Et l’organisme entend soutenir la centaine de scientifiques impliqués, tant sur le plan de la formation, du juridique ou de la technique, que de la communication. « Ce prix vise à mettre en visibilité les scientifiques actifs dans des recherches participatives et à conforter la légitimité de ces recherches », précise Christophe Roturier qui souhaite aussi mettre en lumière « les non-scientifiques qui prennent part aux projets ».
« Le P.-D.G. du CNRS, Antoine Petit, accorde beaucoup d’importance à l’idée de mettre le science au cœur de la société, et diffuser une information scientifique accessible à différents publics en fait partie », conclut Marie-Hélène Beauvais. Les premières médailles de la médiation scientifique de l’organisme seront remises par la ministre Frédérique Vidal pendant la Fête de la science, entre le 1er et le 11 octobre 2021.

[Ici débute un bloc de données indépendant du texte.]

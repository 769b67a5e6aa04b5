//! Alignment parameters and their validation
use std::fmt::Display;

use crate::chrom::ChromXType;
use crate::error::AlignmentError;
use crate::interval::SimpleInterval;
use crate::retention_index::RiCompoundType;
use crate::similarity::SpectrumSimilarityParams;
use crate::smoothing::SmoothingMethod;

/// The instrument technology an alignment runs for
#[derive(Debug, Clone, Copy, PartialEq, Eq, Hash, Default)]
#[cfg_attr(feature = "serde", derive(serde::Serialize, serde::Deserialize))]
pub enum Technology {
    #[default]
    GcMs,
    LcMs,
    ImMs,
}

impl Display for Technology {
    fn fmt(&self, f: &mut std::fmt::Formatter<'_>) -> std::fmt::Result {
        let s = match self {
            Technology::GcMs => "GC-MS",
            Technology::LcMs => "LC-MS",
            Technology::ImMs => "IM-MS",
        };
        f.write_str(s)
    }
}

/// The retention axis used to align peaks
#[derive(Debug, Clone, Copy, PartialEq, Eq, Hash, Default)]
#[cfg_attr(feature = "serde", derive(serde::Serialize, serde::Deserialize))]
pub enum RetentionType {
    #[default]
    RT,
    RI,
}

impl RetentionType {
    pub fn axis(&self) -> ChromXType {
        match self {
            RetentionType::RT => ChromXType::RT,
            RetentionType::RI => ChromXType::RI,
        }
    }
}

#[derive(Debug, Clone, Copy, PartialEq, Eq, Hash, Default)]
#[cfg_attr(feature = "serde", derive(serde::Serialize, serde::Deserialize))]
pub enum IonMode {
    #[default]
    Positive,
    Negative,
}

/// Everything that controls one alignment run.
///
/// Tolerances are absolute: m/z in Da, retention time in minutes, retention
/// index in index units and drift in the drift axis' unit.
#[derive(Debug, Clone, PartialEq)]
#[cfg_attr(feature = "serde", derive(serde::Serialize, serde::Deserialize))]
#[cfg_attr(feature = "serde", serde(default))]
pub struct AlignmentParameters {
    pub retention_type: RetentionType,
    pub ri_compound_type: RiCompoundType,
    pub ion_mode: IonMode,

    pub mz_tolerance: f64,
    pub rt_tolerance: f64,
    pub ri_tolerance: f64,
    pub drift_tolerance: f64,

    /// Fragment matching tolerance used when comparing spectra, in Da
    pub spectrum_tolerance: f64,
    /// The minimum weighted dot product for two GC-MS peaks to be the same species
    pub min_spectrum_similarity: f64,
    /// Whether LC-MS peaks with MS/MS spectra must also agree spectrally
    pub use_ms2_similarity: bool,

    /// The file whose peaks seed the alignment, if not the one with the most peaks
    pub reference_file_id: Option<usize>,
    /// Multiplies the peak width to get the half width of the joiner's search window
    pub window_multiplier: f64,
    /// Spots detected in fewer than this fraction of files are reported but kept
    pub min_fill_percentage: f64,

    pub clean_mass_tolerance: f64,
    pub clean_alkane_ri_tolerance: f64,
    pub clean_fiehn_ri_tolerance: f64,
    pub clean_rt_tolerance: f64,

    pub smoothing_method: SmoothingMethod,
    pub smoothing_level: usize,
    /// The full width of the m/z slice extracted during gap filling, in Da
    pub mass_slice_width: f64,
    /// The scan mass range, used to filter quant mass candidates and spectra
    pub mass_range: SimpleInterval<f64>,
    /// Take the quant mass from the library reference of the identified compound
    pub replace_quant_mass_by_library: bool,
    /// Take the quant mass from the base peak of the representative spectrum
    pub use_representative_base_peak: bool,

    /// The size of the worker pool, `None` uses the ambient pool
    pub max_threads: Option<usize>,
}

impl Default for AlignmentParameters {
    fn default() -> Self {
        Self::for_technology(Technology::GcMs)
    }
}

impl AlignmentParameters {
    /// The conventional defaults for `technology`
    pub fn for_technology(technology: Technology) -> Self {
        let common = Self {
            retention_type: RetentionType::RT,
            ri_compound_type: RiCompoundType::Alkanes,
            ion_mode: IonMode::Positive,
            mz_tolerance: 0.5,
            rt_tolerance: 0.075,
            ri_tolerance: 20.0,
            drift_tolerance: 0.002,
            spectrum_tolerance: 0.5,
            min_spectrum_similarity: 0.7,
            use_ms2_similarity: false,
            reference_file_id: None,
            window_multiplier: 1.0,
            min_fill_percentage: 0.0,
            clean_mass_tolerance: 0.5,
            clean_alkane_ri_tolerance: 2.5,
            clean_fiehn_ri_tolerance: 1000.0,
            clean_rt_tolerance: 0.025,
            smoothing_method: SmoothingMethod::LinearWeightedMovingAverage,
            smoothing_level: 1,
            mass_slice_width: 0.5,
            mass_range: SimpleInterval::new(50.0, 1000.0),
            replace_quant_mass_by_library: false,
            use_representative_base_peak: false,
            max_threads: None,
        };
        match technology {
            Technology::GcMs => common,
            Technology::LcMs | Technology::ImMs => Self {
                mz_tolerance: 0.015,
                rt_tolerance: 0.1,
                spectrum_tolerance: 0.05,
                min_spectrum_similarity: 0.5,
                clean_mass_tolerance: 0.015,
                mass_slice_width: 0.02,
                mass_range: SimpleInterval::new(50.0, 2000.0),
                ..common
            },
        }
    }

    /// The tolerance along the retention axis used for matching
    pub fn retention_tolerance(&self) -> f64 {
        match self.retention_type {
            RetentionType::RT => self.rt_tolerance,
            RetentionType::RI => self.ri_tolerance,
        }
    }

    /// The tolerance along the retention axis used when removing duplicate spots
    pub fn clean_retention_tolerance(&self) -> f64 {
        match (self.retention_type, self.ri_compound_type) {
            (RetentionType::RT, _) => self.clean_rt_tolerance,
            (RetentionType::RI, RiCompoundType::Alkanes) => self.clean_alkane_ri_tolerance,
            (RetentionType::RI, RiCompoundType::Fames) => self.clean_fiehn_ri_tolerance,
        }
    }

    pub fn spectrum_similarity_params(&self) -> SpectrumSimilarityParams {
        SpectrumSimilarityParams::new(self.spectrum_tolerance, self.mass_range, 0.0)
    }

    /// Check every constraint on the parameters, reporting the first violated one
    pub fn validate(&self, technology: Technology) -> Result<(), AlignmentError> {
        let positive = [
            ("mz_tolerance", self.mz_tolerance),
            ("rt_tolerance", self.rt_tolerance),
            ("spectrum_tolerance", self.spectrum_tolerance),
            ("window_multiplier", self.window_multiplier),
            ("clean_mass_tolerance", self.clean_mass_tolerance),
            ("mass_slice_width", self.mass_slice_width),
        ];
        for (name, value) in positive {
            if !(value > 0.0 && value.is_finite()) {
                return Err(AlignmentError::invalid_config(format!(
                    "{name} must be a positive number, got {value}"
                )));
            }
        }
        if self.retention_type == RetentionType::RI {
            if technology != Technology::GcMs {
                return Err(AlignmentError::invalid_config(format!(
                    "retention index alignment is only supported for GC-MS, not {technology}"
                )));
            }
            if !(self.ri_tolerance > 0.0 && self.ri_tolerance.is_finite()) {
                return Err(AlignmentError::invalid_config(format!(
                    "ri_tolerance must be a positive number, got {}",
                    self.ri_tolerance
                )));
            }
            if self.clean_retention_tolerance() <= 0.0 {
                return Err(AlignmentError::invalid_config(
                    "the retention index cleaning tolerance must be positive",
                ));
            }
        } else if self.clean_rt_tolerance <= 0.0 {
            return Err(AlignmentError::invalid_config(
                "clean_rt_tolerance must be positive",
            ));
        }
        if technology == Technology::ImMs && !(self.drift_tolerance > 0.0) {
            return Err(AlignmentError::invalid_config(format!(
                "drift_tolerance must be positive for IM-MS, got {}",
                self.drift_tolerance
            )));
        }
        if !(0.0..=1.0).contains(&self.min_spectrum_similarity) {
            return Err(AlignmentError::invalid_config(format!(
                "min_spectrum_similarity must be in [0, 1], got {}",
                self.min_spectrum_similarity
            )));
        }
        if !(0.0..=1.0).contains(&self.min_fill_percentage) {
            return Err(AlignmentError::invalid_config(format!(
                "min_fill_percentage must be in [0, 1], got {}",
                self.min_fill_percentage
            )));
        }
        if self.mass_range.start >= self.mass_range.end {
            return Err(AlignmentError::invalid_config(format!(
                "mass_range is empty: {}-{}",
                self.mass_range.start, self.mass_range.end
            )));
        }
        if self.smoothing_method != SmoothingMethod::None && self.smoothing_level == 0 {
            return Err(AlignmentError::invalid_config(
                "smoothing_level must be at least 1 when smoothing is enabled",
            ));
        }
        if let Some(0) = self.max_threads {
            return Err(AlignmentError::invalid_config(
                "max_threads must be at least 1",
            ));
        }
        Ok(())
    }
}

- 1Conférence des présidents d’université.
- 2Selon la définition figurant dans la Charte des sciences et recherches participatives, ces recherches sont « des formes de production de connaissances scientifiques auxquelles participent, aux côtés des chercheurs, des acteurs de la société civile, à titre individuel ou collectif, de façon active et délibérée ». La charte a été signée en mars 2017 par plus de 30 organisations du monde académique et associatif, dont Inrae et le CNRS.
- 3Institut national de la recherche agronomique.
- 4Institut national de recherche en sciences et technologies pour l’environnement et l’agriculture.
Les Talents CNRS
Chaque année, l’attribution des médailles du CNRS célèbre les chercheurs et chercheuses et les agents qui contribuent de manière exceptionnelle au dynamisme et à la renommée de l'institution. Première médaille à destination de chercheurs comme d’ingénieurs ou techniciens, la nouvelle médaille de médiation scientifique vient s’ajouter aux récompenses suivantes :
- La médaille d'or distingue l'ensemble des travaux d'une personnalité scientifique de renom.
- La médaille de l'innovation honore une recherche exceptionnelle sur le plan technologique, thérapeutique, économique ou sociétal.
- La médaille d'argent est remise à des chercheurs et des chercheuses déjà reconnus sur le plan national et international.
- La médaille de bronze récompense le premier travail d'un chercheur ou d'une chercheuse prometteur dans son domaine.
- La médaille de cristal distingue des femmes et des hommes, personnels d'appui à la recherche.
- Le cristal collectif récompense des équipes de femmes et d'hommes, personnels d'appui à la recherche, pour leur projet collectif innovant ou technique remarquable.